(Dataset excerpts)

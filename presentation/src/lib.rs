//! Presentation layer for cmdlayer
//!
//! This crate contains CLI definitions and output formatters.

pub mod cli;
pub mod output;

// Re-export commonly used types
pub use cli::commands::{Cli, Command, DescriptorSource, OutputFormat, Provider};
pub use output::console::ConsoleFormatter;
//! CLI definitions

pub mod commands;
//! Domain layer for cmdlayer
//!
//! This crate contains the command model and the pure conversions between
//! its representations. It has no dependencies on infrastructure or
//! presentation concerns, performs no I/O and does no logging.
//!
//! # Core Concepts
//!
//! ## Three forms of a tool call
//!
//! - **Marker text**: `<tool>{"cmd":...,"params":{...}}</tool>` embedded in
//!   model output ([`command::marker`])
//! - **Command invocation**: the canonical `{cmd, params}` ([`CommandInvocation`])
//! - **Native tool call**: provider function calling ([`NativeToolCall`],
//!   described to the provider by a [`FunctionSchema`])
//!
//! ## Best effort
//!
//! Model output is often malformed or truncated. Batch operations never fail
//! as a whole: dropped items are returned as diagnostics next to the
//! converted ones.

pub mod command;
pub mod context;
pub mod core;
pub mod prompt;
pub mod tool_call;
pub mod util;

// Re-export commonly used types
pub use command::{
    CommandDescriptor, CommandInvocation, FunctionSchema, Param, ParamIssue, ParamType, Params,
    SchemaBuild, SyntaxBlock, SyntaxEvent, SyntaxEventKind,
};
pub use context::{ContextItem, CorrelatedOutputs, ToolOutput};
pub use core::{
    error::{MarkerError, SchemaError, ToolCallError},
    mode::Mode,
    model::ModelInfo,
};
pub use prompt::CommandPrompt;
pub use tool_call::{
    AgentToolCall, ChatCompletionsToolCall, Conversion, Diagnostic, FunctionCall, NativeToolCall,
    ProviderToolCall, RawFunctionCall, ResponsesApiToolCall,
};
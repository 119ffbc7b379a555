//! Marker codec: commands embedded in free model text.
//!
//! Models that do not use native tool calling emit commands inline as
//! `<tool>{"cmd":"name","params":{...}}</tool>`. Historical data may also use
//! the older `~###~{json}~###~` delimiters, which are decoded but never
//! produced.
//!
//! Every operation here is best-effort: a block that fails to decode (for
//! example one truncated by streaming) is dropped, never raised.

use crate::command::entities::{CommandInvocation, Params};
use crate::core::error::MarkerError;
use regex::Regex;
use serde_json::{Map, Value};
use std::sync::LazyLock;

/// Opening delimiter of a marker block.
pub const TOOL_OPEN: &str = "<tool>";
/// Closing delimiter of a marker block.
pub const TOOL_CLOSE: &str = "</tool>";
/// Delimiter of the legacy marker syntax (used on both sides).
pub const LEGACY_DELIMITER: &str = "~###~";

static TOOL_BLOCK: LazyLock<Regex> = LazyLock::new(|| {
    Regex::new(r"(?s)<tool>(.*?)</tool>").expect("tool block pattern is valid")
});

static LEGACY_BLOCK: LazyLock<Regex> = LazyLock::new(|| {
    Regex::new(r"(?s)~###~(.*?)~###~").expect("legacy block pattern is valid")
});

/// Which delimiter convention a block was written in.
#[derive(Debug, Clone, Copy, PartialEq, Eq)]
pub enum MarkerSyntax {
    /// `<tool>...</tool>`
    Tool,
    /// `~###~...~###~`
    Legacy,
}

impl MarkerSyntax {
    fn pattern(&self) -> &'static Regex {
        match self {
            MarkerSyntax::Tool => &*TOOL_BLOCK,
            MarkerSyntax::Legacy => &*LEGACY_BLOCK,
        }
    }
}

/// Returns `true` if `text` contains at least one `<tool>...</tool>` block.
///
/// `None` is treated as text without markers.
pub fn has_markers(text: Option<&str>) -> bool {
    text.is_some_and(|t| TOOL_BLOCK.is_match(t))
}

/// Extract every decodable `<tool>` block, in order of appearance.
pub fn extract_all(text: &str) -> Vec<CommandInvocation> {
    extract_with(text, MarkerSyntax::Tool)
}

/// Extract every decodable legacy `~###~` block, in order of appearance.
pub fn extract_legacy(text: &str) -> Vec<CommandInvocation> {
    extract_with(text, MarkerSyntax::Legacy)
}

/// Extract blocks of both syntaxes, merged by position in `text`.
pub fn extract_any(text: &str) -> Vec<CommandInvocation> {
    let mut found: Vec<(usize, CommandInvocation)> = [MarkerSyntax::Tool, MarkerSyntax::Legacy]
        .iter()
        .flat_map(|syntax| {
            syntax.pattern().captures_iter(text).filter_map(|caps| {
                let inner = caps.get(1)?;
                decode_one(inner.as_str()).map(|inv| (inner.start(), inv))
            })
        })
        .collect();
    found.sort_by_key(|(start, _)| *start);
    found.into_iter().map(|(_, inv)| inv).collect()
}

/// Extract blocks written in the given syntax.
pub fn extract_with(text: &str, syntax: MarkerSyntax) -> Vec<CommandInvocation> {
    syntax
        .pattern()
        .captures_iter(text)
        .filter_map(|caps| caps.get(1).and_then(|m| decode_one(m.as_str())))
        .collect()
}

/// Decode the inner text of one marker block.
///
/// Returns `None` when the chunk is not a JSON object or has no recognizable
/// command name.
pub fn decode_one(chunk: &str) -> Option<CommandInvocation> {
    try_decode_one(chunk).ok()
}

/// Like [`decode_one`], but reports why a chunk was rejected.
///
/// Besides the canonical `{"cmd": ..., "params": {...}}` shape, two legacy
/// single-key shapes are accepted: `{"name": {"params": {...}}}` and
/// `{"name": {...params...}}`.
pub fn try_decode_one(chunk: &str) -> Result<CommandInvocation, MarkerError> {
    let trimmed = chunk.trim();
    if !(trimmed.starts_with('{') && trimmed.ends_with('}')) {
        return Err(MarkerError::NotAnObject);
    }

    let value: Value =
        serde_json::from_str(trimmed).map_err(|e| MarkerError::InvalidJson(e.to_string()))?;
    let Value::Object(mut object) = value else {
        return Err(MarkerError::NotAnObject);
    };

    if let Some(cmd) = object.remove("cmd") {
        let Value::String(cmd) = cmd else {
            return Err(MarkerError::MissingCommand);
        };
        let params = match object.remove("params") {
            None | Some(Value::Null) => Params::new(),
            Some(Value::Object(params)) => params,
            Some(_) => return Err(MarkerError::ParamsNotObject(cmd)),
        };
        let mut invocation = CommandInvocation::new(cmd).with_params(params);
        if let Some(Value::String(id)) = object.remove("id") {
            invocation = invocation.with_id(id);
        }
        return Ok(invocation);
    }

    if object.len() != 1 {
        return Err(MarkerError::MissingCommand);
    }
    let (cmd, body) = object
        .into_iter()
        .next()
        .ok_or(MarkerError::MissingCommand)?;
    let Value::Object(mut body) = body else {
        return Err(MarkerError::ParamsNotObject(cmd));
    };

    let params = match body.remove("params") {
        Some(Value::Object(params)) => params,
        Some(other) => {
            // "params" was an ordinary argument, not a wrapper
            body.insert("params".to_string(), other);
            body
        }
        None => body,
    };
    Ok(CommandInvocation::new(cmd).with_params(params))
}

/// Serialize one invocation as a compact `<tool>` block.
pub fn encode_one(invocation: &CommandInvocation) -> String {
    let mut object = Map::new();
    object.insert("cmd".to_string(), Value::String(invocation.cmd.clone()));
    object.insert("params".to_string(), Value::Object(invocation.params.clone()));
    if let Some(id) = &invocation.id {
        object.insert("id".to_string(), Value::String(id.clone()));
    }
    format!("{}{}{}", TOOL_OPEN, Value::Object(object), TOOL_CLOSE)
}

/// Serialize invocations as concatenated `<tool>` blocks, no separator.
pub fn encode_all<'a>(invocations: impl IntoIterator<Item = &'a CommandInvocation>) -> String {
    invocations.into_iter().map(encode_one).collect()
}
//! Configuration file loader with multi-source merging

use super::file_config::{ConfigValidationError, FileConfig};
use figment::{
    Figment,
    providers::{Env, Format, Serialized, Toml},
};
use std::path::PathBuf;
use thiserror::Error;
use tracing::warn;

/// Project-level config file names, checked in order
const PROJECT_FILES: &[&str] = &["cmdlayer.toml", ".cmdlayer.toml"];

/// Prefix of environment variable overrides (`CMDLAYER_FUNC_CALL__NATIVE=true`)
const ENV_PREFIX: &str = "CMDLAYER_";

/// Errors from loading configuration
#[derive(Debug, Error)]
pub enum ConfigError {
    #[error("failed to load configuration: {0}")]
    Load(#[from] Box<figment::Error>),

    #[error("invalid configuration: {0}")]
    Invalid(#[from] ConfigValidationError),
}

/// Configuration loader that handles file discovery and merging
pub struct ConfigLoader;

impl ConfigLoader {
    /// Load configuration from all sources with proper priority
    ///
    /// Priority (highest to lowest):
    /// 1. Explicit config path (if provided)
    /// 2. Project root: `./cmdlayer.toml` or `./.cmdlayer.toml`
    /// 3. Global: `$XDG_CONFIG_HOME/cmdlayer/config.toml`
    /// 4. Environment: `CMDLAYER_*` (nested keys split on `__`)
    /// 5. Default values
    pub fn load(config_path: Option<&PathBuf>) -> Result<FileConfig, ConfigError> {
        Self::load_from(Self::figment(config_path))
    }

    /// Build the merged figment without extracting it
    pub fn figment(config_path: Option<&PathBuf>) -> Figment {
        let mut figment = Figment::new()
            .merge(Serialized::defaults(FileConfig::default()))
            .merge(Env::prefixed(ENV_PREFIX).split("__"));

        if let Some(global_path) = Self::global_config_path()
            && global_path.exists()
        {
            figment = figment.merge(Toml::file(&global_path));
        }

        if let Some(path) = Self::project_config_path() {
            figment = figment.merge(Toml::file(&path));
        }

        if let Some(path) = config_path {
            figment = figment.merge(Toml::file(path));
        }

        figment
    }

    /// Extract and validate a configuration.
    ///
    /// Every validation issue is logged; the first one is returned.
    pub fn load_from(figment: Figment) -> Result<FileConfig, ConfigError> {
        let config: FileConfig = figment.extract().map_err(Box::new)?;

        let issues = config.validate();
        for issue in &issues {
            warn!("Config: {}", issue);
        }
        match issues.into_iter().next() {
            Some(issue) => Err(issue.into()),
            None => Ok(config),
        }
    }

    /// Load only default configuration (for --no-config)
    pub fn load_defaults() -> FileConfig {
        FileConfig::default()
    }

    /// Get the global config file path
    ///
    /// Returns XDG_CONFIG_HOME/cmdlayer/config.toml if set,
    /// otherwise falls back to ~/.config/cmdlayer/config.toml
    pub fn global_config_path() -> Option<PathBuf> {
        dirs::config_dir().map(|d| d.join("cmdlayer").join("config.toml"))
    }

    /// Get the project-level config file path (if it exists)
    pub fn project_config_path() -> Option<PathBuf> {
        PROJECT_FILES
            .iter()
            .map(PathBuf::from)
            .find(|path| path.exists())
    }

    /// Describe the config file locations being used (for --show-config)
    pub fn config_sources() -> Vec<String> {
        let mut lines = vec!["Configuration sources (in priority order):".to_string()];

        match Self::project_config_path() {
            Some(path) => lines.push(format!("  [FOUND] Project: {}", path.display())),
            None => lines.push("  [     ] Project: ./cmdlayer.toml or ./.cmdlayer.toml".to_string()),
        }

        if let Some(path) = Self::global_config_path() {
            let mark = if path.exists() { "FOUND" } else { "     " };
            lines.push(format!("  [{}] Global:  {}", mark, path.display()));
        }

        lines.push(format!("  [     ] Env:     {}*", ENV_PREFIX));
        lines.push("  [     ] Default: built-in defaults".to_string());
        lines
    }
}

#[cfg(test)]
mod tests {
    use super::*;
    use cmdlayer_domain::Mode;
    use std::io::Write;

    fn from_toml(toml_str: &str) -> Result<FileConfig, ConfigError> {
        ConfigLoader::load_from(
            Figment::new()
                .merge(Serialized::defaults(FileConfig::default()))
                .merge(Toml::string(toml_str)),
        )
    }

    #[test]
    fn test_load_defaults() {
        let config = ConfigLoader::load_defaults();
        assert_eq!(config.mode, Mode::Chat);
        assert!(!config.cmd);
    }

    #[test]
    fn test_load_merges_over_defaults() {
        let config = from_toml(
            r#"
mode = "expert"
[experts.func_call]
native = true
"#,
        )
        .unwrap();
        assert_eq!(config.mode, Mode::Expert);
        assert!(config.experts.func_call.native);
        assert!(!config.func_call.native);
    }

    #[test]
    fn test_load_rejects_invalid_config() {
        let err = from_toml(
            r#"
[[plugins]]
id = "a"
[[plugins]]
id = "a"
"#,
        )
        .unwrap_err();
        assert!(matches!(
            err,
            ConfigError::Invalid(ConfigValidationError::DuplicatePluginId(ref id)) if id == "a"
        ));
    }

    #[test]
    fn test_load_reports_type_errors() {
        let err = from_toml(r#"cmd = "yes please""#).unwrap_err();
        assert!(matches!(err, ConfigError::Load(_)));
    }

    #[test]
    fn test_explicit_file_has_highest_priority() {
        let dir = tempfile::tempdir().unwrap();
        let path = dir.path().join("explicit.toml");
        let mut file = std::fs::File::create(&path).unwrap();
        writeln!(file, "mode = \"vision\"\ncmd = true").unwrap();

        let config = ConfigLoader::load(Some(&path)).unwrap();
        assert_eq!(config.mode, Mode::Vision);
        assert!(config.cmd);
    }

    #[test]
    fn test_global_config_path_returns_some() {
        let path = ConfigLoader::global_config_path();
        assert!(path.is_some());
        assert!(path.unwrap().to_string_lossy().contains("cmdlayer"));
    }
}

TRY IT -
Please find, in the entries above, every line where "trimmed" occurs, and copy it.

ANSWER FOR THE TASK -
    let trimmed = chunk.trim();
    if !(trimmed.starts_with('{') && trimmed.ends_with('}')) {
        serde_json::from_str(trimmed).map_err(|e| MarkerError::InvalidJson(e.to_string()))?;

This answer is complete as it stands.